Ituri, República Democrática do Congo – Na fronteira leste da República Democrática do Congo, a floresta e as jazidas de coltan escondem muito mais do que milícias armadas. Elas abrigam hoje o avanço silencioso de um velho inimigo: o vírus ebola. Enquanto as atenções do planeta se voltam para disputas militares internas, uma combinação asfixiante de guerras regionais e o encolhimento do financiamento internacional em saúde pavimentou o caminho para que o surto saísse de controle na África.
O coração dessa crise pulsa na província de Ituri, no nordeste congolês, a quase 2 mil quilômetros da capital, Kinshasa. A região concentra assustadores 93% dos 676 casos confirmados de ebola no país, onde 136 óbitos já foram registrados até 10 de junho. Disputada por cerca de cem facções paramilitares que brigam pelo controle de minérios estratégicos para a tecnologia global, a zona transformou-se em território sem lei. O grupo rebelde M23, financiado pela vizinha Ruanda sob as ambições do presidente Paul Kagame, domina áreas críticas onde equipes médicas simplesmente não conseguem entrar. Um pacto de paz costurado em junho de 2025 pelo governo americano não passou de uma folha de papel sem efeito prático.
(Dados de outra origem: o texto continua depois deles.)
//! Table-driven periodic oscillator source.

use std::f32::consts::PI;
use std::sync::OnceLock;

use polymix_core::MixResult;
use polymix_core::constants::{DEFAULT_SAMPLE_RATE, is_supported_channel_count};

use super::{AudioSource, Instance, SourceInstance, SourceProperties};

const TABLE_SIZE: usize = 8192; // Power of 2 for fast masking
const TABLE_MASK: usize = TABLE_SIZE - 1;

static SINE_TABLE: OnceLock<Vec<f32>> = OnceLock::new();
static TRIANGLE_TABLE: OnceLock<Vec<f32>> = OnceLock::new();
static SAWTOOTH_TABLE: OnceLock<Vec<f32>> = OnceLock::new();
static SQUARE_TABLE: OnceLock<Vec<f32>> = OnceLock::new();

fn build_table(shape: impl Fn(f32) -> f32) -> Vec<f32> {
    (0..TABLE_SIZE)
        .map(|i| shape(i as f32 / TABLE_SIZE as f32))
        .collect()
}

#[derive(Debug, Clone, Copy, PartialEq, Eq, Default)]
pub enum WaveShape {
    #[default]
    Sine,
    Triangle,
    Sawtooth,
    Square,
}

impl WaveShape {
    /// One period sampled at `TABLE_SIZE` points, built on first use.
    pub fn table(self) -> &'static [f32] {
        match self {
            WaveShape::Sine => {
                SINE_TABLE.get_or_init(|| build_table(|phase| (2.0 * PI * phase).sin()))
            }
            WaveShape::Triangle => TRIANGLE_TABLE.get_or_init(|| {
                build_table(|phase| {
                    if phase < 0.25 {
                        4.0 * phase
                    } else if phase < 0.75 {
                        2.0 - 4.0 * phase
                    } else {
                        4.0 * phase - 4.0
                    }
                })
            }),
            WaveShape::Sawtooth => SAWTOOTH_TABLE.get_or_init(|| build_table(|phase| 2.0 * phase - 1.0)),
            WaveShape::Square => {
                SQUARE_TABLE.get_or_init(|| build_table(|phase| if phase < 0.5 { 1.0 } else { -1.0 }))
            }
        }
    }

    /// Interpolated sample at `phase` in [0, 1).
    #[inline]
    pub fn sample(self, phase: f32) -> f32 {
        let table = self.table();
        // The square's edge must stay sharp; blending across it would leak a half-step.
        if self == WaveShape::Square {
            return table[(phase * TABLE_SIZE as f32) as usize & TABLE_MASK];
        }
        interpolated_lookup(table, phase)
    }
}

#[inline]
fn interpolated_lookup(table: &[f32], phase: f32) -> f32 {
    let scaled = phase * TABLE_SIZE as f32;
    let index = scaled as usize & TABLE_MASK;
    let frac = scaled - (scaled as usize as f32);
    let a = table[index];
    let b = table[(index + 1) & TABLE_MASK];
    a + frac * (b - a)
}

/// Wrap into [0, 1).
#[inline]
fn normalize_phase(phase: f32) -> f32 {
    phase - phase.floor()
}

/// Endless oscillator at a fixed frequency.
pub struct Waveform {
    props: SourceProperties,
    pub shape: WaveShape,
    pub frequency: f32,
    pub amplitude: f32,
}

impl Waveform {
    pub fn new(shape: WaveShape, frequency: f32) -> Self {
        Self {
            props: SourceProperties::new(DEFAULT_SAMPLE_RATE as f32, 1),
            shape,
            frequency,
            amplitude: 1.0,
        }
    }

    pub fn sine(frequency: f32) -> Self {
        Self::new(WaveShape::Sine, frequency)
    }

    pub fn square(frequency: f32) -> Self {
        Self::new(WaveShape::Square, frequency)
    }

    pub fn with_amplitude(mut self, amplitude: f32) -> Self {
        self.amplitude = amplitude;
        self
    }

    /// Native rate the oscillator is generated at.
    pub fn with_sample_rate(mut self, sample_rate: f32) -> Self {
        self.props.base_sample_rate = sample_rate;
        self
    }

    /// Unsupported layouts are ignored.
    pub fn with_channels(mut self, channels: usize) -> Self {
        if is_supported_channel_count(channels) {
            self.props.channels = channels;
        }
        self
    }
}

impl AudioSource for Waveform {
    fn properties(&self) -> &SourceProperties {
        &self.props
    }

    fn properties_mut(&mut self) -> &mut SourceProperties {
        &mut self.props
    }

    fn create_instance(&self) -> Instance {
        Instance::stream(WaveformInstance {
            shape: self.shape,
            increment: self.frequency / self.props.base_sample_rate,
            amplitude: self.amplitude,
            channels: self.props.channels,
            phase: 0.0,
        })
    }
}

struct WaveformInstance {
    shape: WaveShape,
    increment: f32,
    amplitude: f32,
    channels: usize,
    phase: f32,
}

impl SourceInstance for WaveformInstance {
    fn fill(&mut self, out: &mut [f32], frames: usize, stride: usize) -> usize {
        let mut phase = self.phase;
        for i in 0..frames {
            out[i] = self.shape.sample(phase) * self.amplitude;
            phase = normalize_phase(phase + self.increment);
        }
        self.phase = phase;

        let (first, rest) = out.split_at_mut(stride.min(out.len()));
        for channel in 1..self.channels {
            let start = (channel - 1) * stride;
            rest[start..start + frames].copy_from_slice(&first[..frames]);
        }
        frames
    }

    fn has_ended(&self) -> bool {
        false
    }

    fn rewind(&mut self) -> MixResult<()> {
        self.phase = 0.0;
        Ok(())
    }
}

#[cfg(test)]
mod tests {
    use super::*;

    fn render(source: &Waveform, frames: usize) -> Vec<f32> {
        let Instance::Stream(mut instance) = source.create_instance() else {
            panic!("waveform must create a stream instance");
        };
        let mut out = vec![0.0; frames * source.props.channels];
        assert_eq!(instance.fill(&mut out, frames, frames), frames);
        out
    }

    #[test]
    fn test_sine_table_quarter_points() {
        assert!(WaveShape::Sine.sample(0.0).abs() < 0.001);
        assert!((WaveShape::Sine.sample(0.25) - 1.0).abs() < 0.001);
        assert!((WaveShape::Sine.sample(0.75) + 1.0).abs() < 0.001);
        assert!((WaveShape::Triangle.sample(0.25) - 1.0).abs() < 0.001);
    }

    #[test]
    fn test_square_is_exactly_bipolar() {
        let out = render(&Waveform::square(441.0).with_amplitude(0.5), 400);
        assert!(out.iter().all(|s| *s == 0.5 || *s == -0.5));
        assert_eq!(out[0], 0.5);
        assert_eq!(out[60], -0.5);
    }

    #[test]
    fn test_every_channel_carries_the_same_signal() {
        let out = render(&Waveform::sine(440.0).with_channels(2), 128);
        assert_eq!(out[..128], out[128..]);
    }

    #[test]
    fn test_unsupported_layouts_keep_previous_channels() {
        let wave = Waveform::sine(440.0).with_channels(2).with_channels(9);
        assert_eq!(wave.properties().channels, 2);
    }

    #[test]
    fn test_rewind_restarts_phase() {
        let Instance::Stream(mut instance) = Waveform::sine(1000.0).create_instance() else {
            panic!("waveform must create a stream instance");
        };
        let mut first = [0.0; 32];
        let mut again = [0.0; 32];
        instance.fill(&mut first, 32, 32);
        assert!(instance.rewind().is_ok());
        instance.fill(&mut again, 32, 32);
        assert_eq!(first, again);
    }
}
O recuo financeiro e a crise de governança
O isolamento dos doentes não é apenas físico, é geopolítico. O desmantelamento da resposta médica acelerou com o recuo dos Estados Unidos da Organização Mundial da Saúde (OMS). Simultaneamente, o orçamento norte-americano de apoio ao Congo despencou cerca de 90%, caindo de US$ 1,41 bilhão em 2024 para US$ 0,14 bilhão projetados para 2026. Embora Washington reivindique o posto de maior doador individual contra a epidemia ao direcionar US$ 338 milhões para Congo, Uganda e Sudão do Sul, analistas apontam que a priorização de acordos bilaterais em detrimento de órgãos multilaterais enfraquece a governança de saúde global, atrelando a ajuda a interesses comerciais sobre terras raras.
Esta asfixia é reforçada pelo desvio de recursos na Europa. Pressionados a elevar seus orçamentos de defesa para uma faixa de 2% a 5% do PIB em 2025, os países europeus e o Canadá registraram uma alta de 20% em despesas militares na comparação com 2024. O preço dessa blindagem interna foi o corte substancial nas verbas de assistência externa enviadas por nações como França e Reino Unido. No meio desse fogo cruzado orçamentário, a União Europeia liberou uma ajuda emergencial de 15 milhões de euros para o Centro Africano de Controle e Prevenção de Doenças (CDC África). Contudo, a burocracia e as mudanças de canais de repasse recomendam cautela na fiscalização desse dinheiro.
Laboratórios vazios e profissionais sob mira
A escassez na linha de frente é dramática: três laboratórios congoleses essenciais ficaram sem insumos básicos para rodar exames de detecção da doença. Além das fronteiras do Congo, o vírus atingiu a vizinha Uganda, que registrou 19 infecções e duas mortes até 11 de junho — embora o país vizinho não tenha reportado novos casos por seis dias consecutivos. Nos dois territórios combinados, apenas 37 pessoas conseguiram se recuperar.
A União Africana e a OMS tentam agora mobilizar um plano emergencial de US$ 517 milhões para os próximos seis meses. O obstáculo mais complexo, contudo, é a falta de capital humano: faltam epidemiologistas, médicos e técnicos dispostos a trabalhar em zonas sob controle miliciano. Enquanto a epidemia permanecer confinada ao território africano, a resposta global tende a se mover em ritmo lento, ignorando o perigo que cresce na floresta.